╭─ Stored data

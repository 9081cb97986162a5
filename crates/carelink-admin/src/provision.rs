//! Bootstrap provisioning of the platform administrator.
//!
//! [`ensure_admin`] is the first thing run against a fresh deployment. It
//! is deliberately destructive towards its own email: an existing identity
//! under the seed address is deleted and recreated, which resets the
//! password and clears any drifted claims. Only the seed admin gets this
//! treatment; ordinary accounts go through the approval workflow.

use tracing::info;

use carelink_core::{
  Error, Result,
  identity::{IdentityProvider, NewIdentity},
  store::{DocumentStore, collections},
  user::{AccountStatus, Role, UserProfile, UserRecord},
};

use crate::claims::ClaimIssuer;

/// Credentials for the bootstrap administrator. The defaults are
/// first-login credentials and are expected to be rotated immediately.
#[derive(Debug, Clone)]
pub struct SeedAdmin {
  pub email:    String,
  pub password: String,
}

impl Default for SeedAdmin {
  fn default() -> Self {
    Self {
      email:    "admin@test.com".to_owned(),
      password: "admin2025".to_owned(),
    }
  }
}

#[derive(Debug, Clone)]
pub struct Provisioned {
  /// The uid of the identity that was replaced, when one existed.
  pub previous_uid: Option<String>,
  pub user:         UserRecord,
}

/// Create (or recreate) the administrator account and sync its claims.
pub async fn ensure_admin<S, P>(
  store: &S,
  provider: &P,
  seed: &SeedAdmin,
) -> Result<Provisioned>
where
  S: DocumentStore,
  P: IdentityProvider,
{
  let previous_uid = match provider
    .get_user_by_email(&seed.email)
    .await
    .map_err(Error::store)?
  {
    Some(existing) => {
      provider
        .delete_user(&existing.uid)
        .await
        .map_err(Error::store)?;
      // The stale profile doc would otherwise linger under the old uid.
      store
        .delete(collections::USERS, &existing.uid)
        .await
        .map_err(Error::store)?;
      info!(uid = %existing.uid, "replaced existing admin identity");
      Some(existing.uid)
    }
    None => None,
  };

  let identity = provider
    .create_user(NewIdentity {
      email:          seed.email.clone(),
      password:       seed.password.clone(),
      email_verified: true,
    })
    .await
    .map_err(Error::store)?;

  let profile = UserProfile {
    email:          seed.email.clone(),
    role:           Role::Admin,
    status:         AccountStatus::Active,
    display_name:   None,
    requested_role: None,
    status_reason:  None,
  };
  let doc = store
    .set(collections::USERS, &identity.uid, profile.to_value()?)
    .await
    .map_err(Error::store)?;
  let user = UserRecord::from_document(doc)?;

  ClaimIssuer::new(store, provider)
    .sync_claims(&user.id)
    .await?;
  info!(uid = %user.id, email = %seed.email, "admin account provisioned");

  Ok(Provisioned { previous_uid, user })
}

#[cfg(test)]
mod tests {
  use carelink_store_sqlite::SqliteStore;
  use serde_json::json;

  use carelink_core::{
    identity::IdentityProvider,
    store::{DocumentStore, collections},
    user::{AccountStatus, Role},
  };

  use super::{SeedAdmin, ensure_admin};

  #[tokio::test]
  async fn fresh_store_gets_an_active_admin() {
    let store = SqliteStore::open_in_memory().await.unwrap();

    let provisioned = ensure_admin(&store, &store, &SeedAdmin::default())
      .await
      .unwrap();

    assert!(provisioned.previous_uid.is_none());
    assert_eq!(provisioned.user.profile.role, Role::Admin);
    assert_eq!(provisioned.user.profile.status, AccountStatus::Active);

    let identity = store.get_user(&provisioned.user.id).await.unwrap().unwrap();
    assert_eq!(identity.email, "admin@test.com");
    assert!(identity.email_verified);
    assert_eq!(identity.claims, json!({ "role": "admin" }));
  }

  #[tokio::test]
  async fn rerun_replaces_the_identity_and_profile() {
    let store = SqliteStore::open_in_memory().await.unwrap();
    let seed = SeedAdmin::default();

    let first = ensure_admin(&store, &store, &seed).await.unwrap();
    let second = ensure_admin(&store, &store, &seed).await.unwrap();

    assert_eq!(second.previous_uid.as_deref(), Some(first.user.id.as_str()));
    assert_ne!(second.user.id, first.user.id);

    // The old identity and its profile doc are gone.
    assert!(store.get_user(&first.user.id).await.unwrap().is_none());
    let profiles = store.list(collections::USERS).await.unwrap();
    assert_eq!(profiles.len(), 1);
    assert_eq!(profiles[0].id, second.user.id);

    let identity = store.get_user(&second.user.id).await.unwrap().unwrap();
    assert_eq!(identity.claims, json!({ "role": "admin" }));
  }

  #[tokio::test]
  async fn custom_seed_credentials_are_honored() {
    let store = SqliteStore::open_in_memory().await.unwrap();
    let seed = SeedAdmin {
      email:    "root@lifecare.example.org".to_owned(),
      password: "not-the-default".to_owned(),
    };

    let provisioned = ensure_admin(&store, &store, &seed).await.unwrap();

    assert_eq!(provisioned.user.profile.email, "root@lifecare.example.org");
    let identity = store
      .get_user_by_email("root@lifecare.example.org")
      .await
      .unwrap()
      .unwrap();
    assert_eq!(identity.uid, provisioned.user.id);
  }
}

╰─

> [Exercise goal]:
Nothing but an exact repetition of the entries is expected here.

> [Result of this task]:
repository 9081cb97986162a5
filename crates/carelink-admin/src/provision.rs
//! Bootstrap provisioning of the platform administrator.
//!
//! [`ensure_admin`] is the first thing run against a fresh deployment. It
//! is deliberately destructive towards its own email: an existing identity
//! under the seed address is deleted and recreated, which resets the
//! password and clears any drifted claims. Only the seed admin gets this
//! treatment; ordinary accounts go through the approval workflow.

use tracing::info;

use carelink_core::{
  Error, Result,
  identity::{IdentityProvider, NewIdentity},
  store::{DocumentStore, collections},
  user::{AccountStatus, Role, UserProfile, UserRecord},
};

use crate::claims::ClaimIssuer;

/// Credentials for the bootstrap administrator. The defaults are
/// first-login credentials and are expected to be rotated immediately.
#[derive(Debug, Clone)]
pub struct SeedAdmin {
  pub email:    String,
  pub password: String,
}

impl Default for SeedAdmin {
  fn default() -> Self {
    Self {
      email:    "admin@test.com".to_owned(),
      password: "admin2025".to_owned(),
    }
  }
}

#[derive(Debug, Clone)]
pub struct Provisioned {
  /// The uid of the identity that was replaced, when one existed.
  pub previous_uid: Option<String>,
  pub user:         UserRecord,
}

/// Create (or recreate) the administrator account and sync its claims.
pub async fn ensure_admin<S, P>(
  store: &S,
  provider: &P,
  seed: &SeedAdmin,
) -> Result<Provisioned>
where
  S: DocumentStore,
  P: IdentityProvider,
{
  let previous_uid = match provider
    .get_user_by_email(&seed.email)
    .await
    .map_err(Error::store)?
  {
    Some(existing) => {
      provider
        .delete_user(&existing.uid)
        .await
        .map_err(Error::store)?;
      // The stale profile doc would otherwise linger under the old uid.
      store
        .delete(collections::USERS, &existing.uid)
        .await
        .map_err(Error::store)?;
      info!(uid = %existing.uid, "replaced existing admin identity");
      Some(existing.uid)
    }
    None => None,
  };

  let identity = provider
    .create_user(NewIdentity {
      email:          seed.email.clone(),
      password:       seed.password.clone(),
      email_verified: true,
    })
    .await
    .map_err(Error::store)?;

  let profile = UserProfile {
    email:          seed.email.clone(),
    role:           Role::Admin,
    status:         AccountStatus::Active,
    display_name:   None,
    requested_role: None,
    status_reason:  None,
  };
  let doc = store
    .set(collections::USERS, &identity.uid, profile.to_value()?)
    .await
    .map_err(Error::store)?;
  let user = UserRecord::from_document(doc)?;

  ClaimIssuer::new(store, provider)
    .sync_claims(&user.id)
    .await?;
  info!(uid = %user.id, email = %seed.email, "admin account provisioned");

  Ok(Provisioned { previous_uid, user })
}

#[cfg(test)]
mod tests {
  use carelink_store_sqlite::SqliteStore;
  use serde_json::json;

  use carelink_core::{
    identity::IdentityProvider,
    store::{DocumentStore, collections},
    user::{AccountStatus, Role},
  };

  use super::{SeedAdmin, ensure_admin};

  #[tokio::test]
  async fn fresh_store_gets_an_active_admin() {
    let store = SqliteStore::open_in_memory().await.unwrap();

    let provisioned = ensure_admin(&store, &store, &SeedAdmin::default())
      .await
      .unwrap();

    assert!(provisioned.previous_uid.is_none());
    assert_eq!(provisioned.user.profile.role, Role::Admin);
    assert_eq!(provisioned.user.profile.status, AccountStatus::Active);

    let identity = store.get_user(&provisioned.user.id).await.unwrap().unwrap();
    assert_eq!(identity.email, "admin@test.com");
    assert!(identity.email_verified);
    assert_eq!(identity.claims, json!({ "role": "admin" }));
  }

  #[tokio::test]
  async fn rerun_replaces_the_identity_and_profile() {
    let store = SqliteStore::open_in_memory().await.unwrap();
    let seed = SeedAdmin::default();

    let first = ensure_admin(&store, &store, &seed).await.unwrap();
    let second = ensure_admin(&store, &store, &seed).await.unwrap();

    assert_eq!(second.previous_uid.as_deref(), Some(first.user.id.as_str()));
    assert_ne!(second.user.id, first.user.id);

    // The old identity and its profile doc are gone.
    assert!(store.get_user(&first.user.id).await.unwrap().is_none());
    let profiles = store.list(collections::USERS).await.unwrap();
    assert_eq!(profiles.len(), 1);
    assert_eq!(profiles[0].id, second.user.id);

    let identity = store.get_user(&second.user.id).await.unwrap().unwrap();
    assert_eq!(identity.claims, json!({ "role": "admin" }));
  }

  #[tokio::test]
  async fn custom_seed_credentials_are_honored() {
    let store = SqliteStore::open_in_memory().await.unwrap();
    let seed = SeedAdmin {
      email:    "root@lifecare.example.org".to_owned(),
      password: "not-the-default".to_owned(),
    };

    let provisioned = ensure_admin(&store, &store, &seed).await.unwrap();

    assert_eq!(provisioned.user.profile.email, "root@lifecare.example.org");
    let identity = store
      .get_user_by_email("root@lifecare.example.org")
      .await
      .unwrap()
      .unwrap();
    assert_eq!(identity.uid, provisioned.user.id);
  }
}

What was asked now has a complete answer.